What version of the product are you using? On what operating system?
we're using the latest 1.2.0 version, but this goes back as at lest 1.1.5 which 
was the first version we tried. i check every release to see if it was resolved.

Original issue reported on code.google.com by yos...@gmail.com on 8 Sep 2012 at 10:26

GoogleCodeExporter commented 9 years ago
The 1.2.0 release provide an improved debug log details, can you please send us 
your logs, so we investigate on this strange behaviour.

I think this can relate to the hashCode, mapped objects , in a mapping 
operation, orika track all mapped objects in cahce the key is based on their 
identityHashCode combined with identityHashCode of the destination type.

Any way if you have a test case that fails, or debug(1.2.0) logs join it to 
this issue I can give an insider look.

Original comment by elaat...@gmail.com on 8 Sep 2012 at 2:00

GoogleCodeExporter commented 9 years ago
maybe there was a collision ! even if this could be very strange. I dont this 
could be a concurrent issue, because each call of mapper facade has it's own 
context(cache)

Original comment by elaat...@gmail.com on 8 Sep 2012 at 2:02

GoogleCodeExporter commented 9 years ago
I will try to reproduce in a test case.

Original comment by yos...@gmail.com on 8 Sep 2012 at 5:33

GoogleCodeExporter commented 9 years ago
Mm, hashing is very likely to be the issue. It would be consistent
with intermittent failures, and i would also expect very repeatable
failures for the same mapping (as hashes would be the same). Its also
consistent with failing for larger object trees.

Original comment by yos...@gmail.com on 8 Sep 2012 at 5:39

GoogleCodeExporter commented 9 years ago
When you say you've been using the latest 1.2.0 version, do you mean that 
you've seen the issue crop up again since the release? The reason I ask is that 
there was an issue (45) fixed just a few days before the release that could be 
related to this (reusing the results of a previously resolved type for another 
type where it doesn't apply).

Original comment by matt.deb...@gmail.com on 9 Sep 2012 at 3:40

GoogleCodeExporter commented 9 years ago
[deleted comment]
GoogleCodeExporter commented 9 years ago
Hi,

@Matt - no, the issue was there in every release since 1.1.5

Ok - i think i figured out the the problem (not the fix tho :)  ).
The problem seems to happen only when there are multiple uses of the same 
(non-primitive) class in different depths in the object tree.
it also requires a high object count to reproduce.

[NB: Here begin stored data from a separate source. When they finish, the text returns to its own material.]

//! program::usage
//!
//! Help pages.
//!
//! # Architecture
//!
//! Pages are built from the same [`Flag`] and positional descriptors the
//! parser enforces. The global flags shown on a command page come from
//! [`partition_flags`], the function validation uses, so a flag is listed
//! exactly when the command accepts it.
//!
//! # Layout
//!
//! ```text
//! Usage: ggman [--help|-h] [--version|-v] [--for|-f filter] [--] clone [--force|-f] [--] URL [ARG ...]
//!
//! Clone a repository into the local directory structure
//!
//! Global Arguments:
//!
//!    -h, --help
//!       Print a help message and exit
//! ...
//! ```

use std::fmt;

use super::args::universal_flags;
use super::description::Description;
use super::meta::Flag;
use super::requirement::partition_flags;
use super::{GlobalFlags, Host, Program};

/// A titled group of entries on a page.
#[derive(Debug, Clone, PartialEq, Eq)]
pub struct Section {
    /// Heading, if any.
    pub title: Option<String>,
    /// Rendered long forms.
    pub entries: Vec<String>,
}

/// A rendered help page.
#[derive(Debug, Clone, PartialEq, Eq)]
pub struct Page {
    /// Synopsis after `Usage: `.
    pub usage: String,
    /// Human readable description.
    pub description: String,
    /// Flag and argument sections.
    pub sections: Vec<Section>,
}

impl fmt::Display for Page {
    fn fmt(&self, f: &mut fmt::Formatter<'_>) -> fmt::Result {
        writeln!(f, "Usage: {}", self.usage)?;
        if !self.description.is_empty() {
            write!(f, "\n{}\n", self.description)?;
        }
        for section in &self.sections {
            if let Some(title) = &section.title {
                write!(f, "\n{}:\n", title)?;
            }
            for entry in &section.entries {
                write!(f, "{}", entry)?;
            }
        }
        Ok(())
    }
}

impl<H: Host> Program<H> {
    /// The page shown for `--help` without a command.
    pub fn main_page(&self) -> Page {
        let universals = universal_flags();
        let globals = H::Flags::flags();

        let mut usage = vec![self.info().executable.clone()];
        usage.extend(universals.iter().chain(&globals).map(Flag::spec));
        usage.push("[--]".to_string());
        usage.push("COMMAND [ARGS ...]".to_string());

        let mut names = self.commands();
        names.extend(self.aliases());
        names.sort();
        names.dedup();

        let mut entries: Vec<String> = universals
            .iter()
            .chain(&globals)
            .map(Flag::long_form)
            .collect();
        entries.push(format!(
            "\n   COMMAND [ARGS ...]\n      Command to call. One of {}. See individual commands for more help.\n",
            names
                .iter()
                .map(|name| format!("'{}'", name))
                .collect::<Vec<_>>()
                .join(", ")
        ));

        Page {
            usage: usage.join(" "),
            description: self.info().description.clone(),
            sections: vec![Section {
                title: None,
                entries,
            }],
        }
    }

    /// The page shown for `COMMAND --help`.
    pub fn command_page(&self, description: &Description<H::Requirement>, flags: &[Flag]) -> Page {
        let universals = universal_flags();
        let (globals, _) = partition_flags::<H::Flags, _>(&description.requirements);

        let mut usage = vec![self.info().executable.clone()];
        usage.extend(universals.iter().chain(&globals).map(Flag::spec));
        usage.push("[--]".to_string());
        usage.push(description.command.clone());
        usage.extend(flags.iter().map(Flag::spec));
        if !description.positional.is_empty() {
            usage.push("[--]".to_string());
            usage.push(description.positional.spec());
        }

        let mut sections = vec![Section {
            title: Some("Global Arguments".to_string()),
            entries: universals
                .iter()
                .chain(&globals)
                .map(Flag::long_form)
                .collect(),
        }];

        let mut entries: Vec<String> = flags.iter().map(Flag::long_form).collect();
        if !description.positional.is_empty() {
            entries.push(description.positional.long_form());
        }
        if !entries.is_empty() {
            sections.push(Section {
                title: Some("Command Arguments".to_string()),
                entries,
            });
        }

        Page {
            usage: usage.join(" "),
            description: description.description.clone(),
            sections,
        }
    }
}
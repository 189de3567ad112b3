//! program::command
//!
//! The interface every dispatchable command implements.
//!
//! # Lifecycle
//!
//! A command is registered as a factory closure. Each invocation gets a fresh
//! instance, so no state leaks from one run into the next:
//!
//! ```text
//! factory() -> description() -> flags() -> apply_flags() -> after_parse() -> run()
//! ```
//!
//! # Example
//!
//! ```
//! use ggman::env::{requirements, EnvRequirement};
//! use ggman::program::{Command, Context, Description, ProgramError};
//! use ggman::Ggman;
//!
//! #[derive(Default)]
//! struct Hello;
//!
//! impl Command<Ggman> for Hello {
//!     fn description(&self) -> Description<EnvRequirement> {
//!         Description::new("hello", "Print a greeting", requirements::NONE)
//!     }
//!
//!     fn run(&mut self, ctx: &mut Context<'_, Ggman>) -> Result<(), ProgramError> {
//!         ctx.println("hello")
//!     }
//! }
//! ```

use super::context::Context;
use super::description::Description;
use super::errors::{ProgramError, RegistrationError};
use super::flagset::FlagValues;
use super::meta::Flag;
use super::{Host, Program};

/// A command that can be registered with a [`Program`].
pub trait Command<H: Host> {
    /// Static metadata: name, help text, positional bounds, requirement.
    fn description(&self) -> Description<H::Requirement>;

    /// Flags understood by this command only.
    fn flags(&self) -> Vec<Flag> {
        Vec::new()
    }

    /// Called once when the command is registered.
    ///
    /// Returning an error aborts the registration.
    fn before_register(&self, _program: &Program<H>) -> Result<(), RegistrationError> {
        Ok(())
    }

    /// Receive the parsed values of [`flags`](Command::flags).
    fn apply_flags(&mut self, _values: &FlagValues) -> Result<(), ProgramError> {
        Ok(())
    }

    /// Semantic checks once flags are applied and positionals are counted.
    fn after_parse(&mut self) -> Result<(), ProgramError> {
        Ok(())
    }

    /// Run the command.
    fn run(&mut self, ctx: &mut Context<'_, H>) -> Result<(), ProgramError>;
}

/// Produces a fresh command instance per invocation.
pub type Factory<H> = Box<dyn Fn() -> Box<dyn Command<H>>>;

/// Wrap a constructor into a [`Factory`].
pub fn factory<H, C, F>(constructor: F) -> Factory<H>
where
    H: Host,
    C: Command<H> + 'static,
    F: Fn() -> C + 'static,
{
    Box::new(move || Box::new(constructor()) as Box<dyn Command<H>>)
}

the attached test reproduces the crash very consistently.
output on my machine:

Failed to process graph. failed after 27 transforms, exception = 
java.lang.ClassCastException: orika.TestOrika$Two cannot be cast to 
orika.TestOrika$One
java.lang.ClassCastException: orika.TestOrika$Two cannot be cast to 
orika.TestOrika$One
    at orika.TestOrika.test(TestOrika.java:124)
    at sun.reflect.NativeMethodAccessorImpl.invoke0(Native Method)
    at sun.reflect.NativeMethodAccessorImpl.invoke(NativeMethodAccessorImpl.java:39)
    at sun.reflect.DelegatingMethodAccessorImpl.invoke(DelegatingMethodAccessorImpl.java:25)
    at java.lang.reflect.Method.invoke(Method.java:597)
    at org.junit.runners.model.FrameworkMethod$1.runReflectiveCall(FrameworkMethod.java:44)
    at org.junit.internal.runners.model.ReflectiveCallable.run(ReflectiveCallable.java:15)
    at org.junit.runners.model.FrameworkMethod.invokeExplosively(FrameworkMethod.java:41)
    at org.junit.internal.runners.statements.InvokeMethod.evaluate(InvokeMethod.java:20)
    at org.junit.runners.BlockJUnit4ClassRunner.runChild(BlockJUnit4ClassRunner.java:76)
    at org.junit.runners.BlockJUnit4ClassRunner.runChild(BlockJUnit4ClassRunner.java:50)
    at org.junit.runners.ParentRunner$3.run(ParentRunner.java:193)
    at org.junit.runners.ParentRunner$1.schedule(ParentRunner.java:52)
    at org.junit.runners.ParentRunner.runChildren(ParentRunner.java:191)
    at org.junit.runners.ParentRunner.access$000(ParentRunner.java:42)
    at org.junit.runners.ParentRunner$2.evaluate(ParentRunner.java:184)
    at org.junit.runners.ParentRunner.run(ParentRunner.java:236)
    at org.junit.runner.JUnitCore.run(JUnitCore.java:157)
    at com.intellij.junit4.JUnit4IdeaTestRunner.startRunnerWithArgs(JUnit4IdeaTestRunner.java:76)
    at com.intellij.rt.execution.junit.JUnitStarter.prepareStreamsAndStart(JUnitStarter.java:195)
    at com.intellij.rt.execution.junit.JUnitStarter.main(JUnitStarter.java:63)

Thanks.

Original comment by yos...@gmail.com on 10 Sep 2012 at 10:18

Attachments:

GoogleCodeExporter commented 9 years ago
Unfortunately I can't reproduce the failling test, the test passes without any 
modification. 

@Matt can you please try to confirm

Original comment by elaat...@gmail.com on 10 Sep 2012 at 1:41

GoogleCodeExporter commented 9 years ago
The test code catches the exception (i left it so i can print it)
If you remove the try/catch it should fail

Original comment by yos...@gmail.com on 10 Sep 2012 at 1:56

GoogleCodeExporter commented 9 years ago
Even without try/catch it does not fail, (it passes)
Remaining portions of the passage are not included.